Many people are using multiple applications for different purposes
---- e.g., there are some people who only use Facebook for talking to
their grandparents; they might use Weibo to connect with their Hong
Kong Student Association (HKSA) Unversity friends that made when
attending the University of Illinouis; and they might use e-mail when
they are developing the Linux kernel, or for work since that's the
contact information that's on their business card, etc.

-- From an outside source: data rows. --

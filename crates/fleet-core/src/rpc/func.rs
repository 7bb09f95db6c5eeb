//! RPC function names and the topic scopes that accept them

use core::fmt;
use serde::{Deserialize, Serialize};

/// Closed set of functions the control plane may invoke on the agent
#[derive(Debug, Clone, Copy, PartialEq, Eq, Hash, Serialize, Deserialize)]
#[serde(rename_all = "snake_case")]
pub enum RpcFunc {
    GroupMembership,
    AgentPolicy,
    GroupRemoved,
    DatasetRemoved,
}

impl RpcFunc {
    pub const ALL: [RpcFunc; 4] = [
        RpcFunc::GroupMembership,
        RpcFunc::AgentPolicy,
        RpcFunc::GroupRemoved,
        RpcFunc::DatasetRemoved,
    ];

    /// Wire name of the function
    pub fn as_str(&self) -> &'static str {
        match self {
            RpcFunc::GroupMembership => "group_membership",
            RpcFunc::AgentPolicy => "agent_policy",
            RpcFunc::GroupRemoved => "group_removed",
            RpcFunc::DatasetRemoved => "dataset_removed",
        }
    }

    /// Look up a function by wire name; `None` for names this agent does not know
    pub fn from_name(name: &str) -> Option<Self> {
        Self::ALL.into_iter().find(|func| func.as_str() == name)
    }
}

impl fmt::Display for RpcFunc {
    fn fmt(&self, f: &mut fmt::Formatter<'_>) -> fmt::Result {
        f.write_str(self.as_str())
    }
}

/// Which subscribed topic a message arrived on
#[derive(Debug, Clone, Copy, PartialEq, Eq, Hash, Serialize, Deserialize)]
#[serde(rename_all = "lowercase")]
pub enum TopicScope {
    /// Agent-wide RPC topic, accepts every function
    Agent,
    /// Group-wide RPC topic, accepts policy updates and group removal only
    Group,
}

impl TopicScope {
    pub fn accepts(&self, func: RpcFunc) -> bool {
        match self {
            TopicScope::Agent => true,
            TopicScope::Group => matches!(func, RpcFunc::AgentPolicy | RpcFunc::GroupRemoved),
        }
    }
}

impl fmt::Display for TopicScope {
    fn fmt(&self, f: &mut fmt::Formatter<'_>) -> fmt::Result {
        match self {
            TopicScope::Agent => f.write_str("agent"),
            TopicScope::Group => f.write_str("group"),
        }
    }
}
//! RPC Module
//!
//! Wire format of the control-plane RPC channel:
//! - `envelope`: the versioned wrapper and its two validation gates
//! - `func`: the closed set of function names and topic scopes
//! - `payload`: function-specific payload shapes
//! - `call`: typed decode of a validated envelope into a tagged union

pub mod call;
pub mod envelope;
pub mod func;
pub mod payload;

pub use call::RpcCall;
pub use envelope::{decode_envelope, Envelope, CURRENT_RPC_SCHEMA_VERSION};
pub use func::{RpcFunc, TopicScope};
pub use payload::{
    AgentPolicyPayload, ChannelRef, DatasetRemovedPayload, GroupMembershipPayload,
    GroupRemovedPayload, PolicyAction,
};
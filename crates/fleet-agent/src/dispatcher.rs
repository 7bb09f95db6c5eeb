//! RPC Dispatcher
//!
//! Routes a validated envelope to the component that handles its function.
//! Routing is a closed match on [`RpcFunc`]; names outside the set accepted
//! by the topic scope fall through to a deliberate catch-all that logs and
//! drops, so a newer control plane can speak a superset of this protocol.

use std::sync::Arc;

use serde_json::Value;
use tracing::warn;

use fleet_core::{Envelope, RpcCall, RpcError, RpcFunc, TopicScope};

use crate::managers::{PolicyBridge, SubscriptionReconciler};

// ----------------------------------------------------------------------------
// Routing Results
// ----------------------------------------------------------------------------

/// Result of routing an envelope
#[derive(Debug, Clone, PartialEq)]
pub enum Dispatch {
    /// A known function accepted by the scope, with its typed payload
    Call(RpcCall),
    /// A function this agent or this topic does not handle
    Unsupported { func: String, payload: Value },
}

/// What happened to one delivered message
#[derive(Debug)]
pub enum RpcOutcome {
    Applied(RpcFunc),
    Unsupported { func: String },
    Dropped(RpcError),
}

impl RpcOutcome {
    pub fn is_applied(&self) -> bool {
        matches!(self, RpcOutcome::Applied(_))
    }

    /// Short label for reports
    pub fn label(&self) -> String {
        match self {
            RpcOutcome::Applied(func) => format!("applied:{}", func),
            RpcOutcome::Unsupported { func } => format!("unsupported:{}", func),
            RpcOutcome::Dropped(e) => format!("dropped:{}", e),
        }
    }
}

// ----------------------------------------------------------------------------
// Dispatcher
// ----------------------------------------------------------------------------

/// Routes typed calls to the subscription reconciler and the policy bridge
pub struct RpcDispatcher {
    reconciler: Arc<SubscriptionReconciler>,
    policies: Arc<PolicyBridge>,
}

impl RpcDispatcher {
    pub fn new(reconciler: Arc<SubscriptionReconciler>, policies: Arc<PolicyBridge>) -> Self {
        Self {
            reconciler,
            policies,
        }
    }

    /// Decide what a validated envelope means for the given scope
    pub fn route(scope: TopicScope, envelope: &Envelope) -> Result<Dispatch, RpcError> {
        match RpcFunc::from_name(&envelope.func) {
            Some(func) if scope.accepts(func) => Ok(Dispatch::Call(RpcCall::decode(func, envelope)?)),
            _ => Ok(Dispatch::Unsupported {
                func: envelope.func.clone(),
                payload: envelope.payload.clone().unwrap_or(Value::Null),
            }),
        }
    }

    /// Route a validated envelope and run the matching handler
    pub async fn dispatch(
        &self,
        scope: TopicScope,
        envelope: &Envelope,
    ) -> Result<RpcOutcome, RpcError> {
        match Self::route(scope, envelope)? {
            Dispatch::Call(call) => {
                let func = call.func();
                self.execute(call).await;
                Ok(RpcOutcome::Applied(func))
            }
            Dispatch::Unsupported { func, payload } => {
                warn!(
                    %scope,
                    func = %func,
                    payload = %payload,
                    "unsupported/unhandled core RPC, ignoring"
                );
                Ok(RpcOutcome::Unsupported { func })
            }
        }
    }

    /// Run the handler of an already decoded call
    pub async fn execute(&self, call: RpcCall) {
        match call {
            RpcCall::GroupMembership(payload) => {
                self.reconciler
                    .apply_group_membership(payload.full_list, &payload.groups)
                    .await;
            }
            RpcCall::AgentPolicy(payloads) => {
                self.policies.apply_policies(payloads).await;
            }
            RpcCall::GroupRemoved(payload) => {
                self.reconciler.remove_channel(&payload.channel_id).await;
            }
            RpcCall::DatasetRemoved(payload) => {
                self.reconciler.remove_channel(&payload.channel_id).await;
            }
        }
    }
}

// ----------------------------------------------------------------------------
// Tests
// ----------------------------------------------------------------------------

#[cfg(test)]
mod tests {
    use super::*;
    use serde_json::json;

    #[test]
    fn test_route_known_function() {
        let envelope = Envelope::new("group_removed", json!({"channel_id": "c1"}));
        let dispatch = RpcDispatcher::route(TopicScope::Agent, &envelope).unwrap();
        assert!(matches!(dispatch, Dispatch::Call(RpcCall::GroupRemoved(_))));
    }

    #[test]
    fn test_route_unknown_function_is_not_an_error() {
        let envelope = Envelope::new("future_op", json!({"x": 1}));
        let dispatch = RpcDispatcher::route(TopicScope::Agent, &envelope).unwrap();
        assert_eq!(
            dispatch,
            Dispatch::Unsupported {
                func: "future_op".to_string(),
                payload: json!({"x": 1}),
            }
        );
    }

    #[test]
    fn test_group_scope_drops_agent_only_functions() {
        let envelope = Envelope::new(
            "group_membership",
            json!({"full_list": true, "groups": [{"channel_id": "c1"}]}),
        );
        assert!(matches!(
            RpcDispatcher::route(TopicScope::Group, &envelope).unwrap(),
            Dispatch::Unsupported { .. }
        ));

        let envelope = Envelope::new("dataset_removed", json!({"channel_id": "c1"}));
        assert!(matches!(
            RpcDispatcher::route(TopicScope::Group, &envelope).unwrap(),
            Dispatch::Unsupported { .. }
        ));
    }

    #[test]
    fn test_typed_decode_failure_is_malformed() {
        let envelope = Envelope::new("group_membership", json!("not an object"));
        let err = RpcDispatcher::route(TopicScope::Agent, &envelope).unwrap_err();
        assert!(err.is_malformed());
    }

    #[test]
    fn test_outcome_labels() {
        assert_eq!(
            RpcOutcome::Applied(RpcFunc::AgentPolicy).label(),
            "applied:agent_policy"
        );
        assert_eq!(
            RpcOutcome::Unsupported {
                func: "future_op".to_string()
            }
            .label(),
            "unsupported:future_op"
        );
    }
}
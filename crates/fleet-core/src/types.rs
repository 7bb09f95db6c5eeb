//! Core types shared across the fleet agent

use core::fmt;
use serde::{Deserialize, Serialize};

// ----------------------------------------------------------------------------
// Channel Identifier
// ----------------------------------------------------------------------------

/// Identifier of a publish/subscribe channel the agent can join
#[derive(Debug, Clone, PartialEq, Eq, Hash, PartialOrd, Ord, Serialize, Deserialize)]
#[serde(transparent)]
pub struct ChannelId(String);

impl ChannelId {
    pub fn new(id: impl Into<String>) -> Self {
        Self(id.into())
    }

    pub fn as_str(&self) -> &str {
        &self.0
    }

    pub fn is_empty(&self) -> bool {
        self.0.is_empty()
    }
}

impl fmt::Display for ChannelId {
    fn fmt(&self, f: &mut fmt::Formatter<'_>) -> fmt::Result {
        f.write_str(&self.0)
    }
}

impl From<&str> for ChannelId {
    fn from(id: &str) -> Self {
        Self(id.to_string())
    }
}

impl From<String> for ChannelId {
    fn from(id: String) -> Self {
        Self(id)
    }
}

// ----------------------------------------------------------------------------
// Timestamp
// ----------------------------------------------------------------------------

/// Millisecond timestamp since Unix epoch
#[derive(Debug, Clone, Copy, PartialEq, Eq, PartialOrd, Ord, Serialize, Deserialize)]
#[serde(transparent)]
pub struct Timestamp(u64);

impl Timestamp {
    /// Create a new timestamp
    pub fn new(millis: u64) -> Self {
        Self(millis)
    }

    /// Get current wall-clock timestamp
    pub fn now() -> Self {
        use std::time::{SystemTime, UNIX_EPOCH};
        let duration = SystemTime::now()
            .duration_since(UNIX_EPOCH)
            .unwrap_or_default();
        Self(duration.as_millis() as u64)
    }

    pub fn as_millis(&self) -> u64 {
        self.0
    }
}

impl fmt::Display for Timestamp {
    fn fmt(&self, f: &mut fmt::Formatter<'_>) -> fmt::Result {
        write!(f, "{}ms", self.0)
    }
}

// ----------------------------------------------------------------------------
// Time Source
// ----------------------------------------------------------------------------

/// Source of timestamps, injectable so heartbeat timing is testable
pub trait TimeSource: Send + Sync {
    /// Get the current timestamp
    fn now(&self) -> Timestamp;
}

/// Standard library implementation of TimeSource
#[derive(Debug, Clone, Copy, Default)]
pub struct SystemTimeSource;

impl SystemTimeSource {
    pub fn new() -> Self {
        Self
    }
}

impl TimeSource for SystemTimeSource {
    fn now(&self) -> Timestamp {
        Timestamp::now()
    }
}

So it's really not that simple.  If the success metric is that there
must be one messaging app to rule them all, then sure, SMTP has
failed.

> These 'walled gardens' you are referring to in mocking tones are whipping
> SMTP's sorry hide.

Many of these 'walled gardens' problem only solve part of the general
problem (or are only used for some people's subset of their
communication needs).

Also, never underestimate the network effects.  If you want to
communicate with the community which makes up the Soaring Eagle Kung
Fu school in Palatine, Illinois, you *have* to use Weibo, because
that's where the Kung Fu masters are.  If you want to submit patches
for review in the upstream Linux kernel, you *must* use SMTP to
vger.kernel.org.  (If you try to send a pull request via github, you
will be ingored if you are lucky, or socially "counseled" about why
that's not the way to go if you are not.  :-)

For other communities, code reviews have to be done via Github, or
Gerrit, and not via SMTP.  Does that mean that Github is "whipping
SMTP's butt"?  Well, that's not the language I would use.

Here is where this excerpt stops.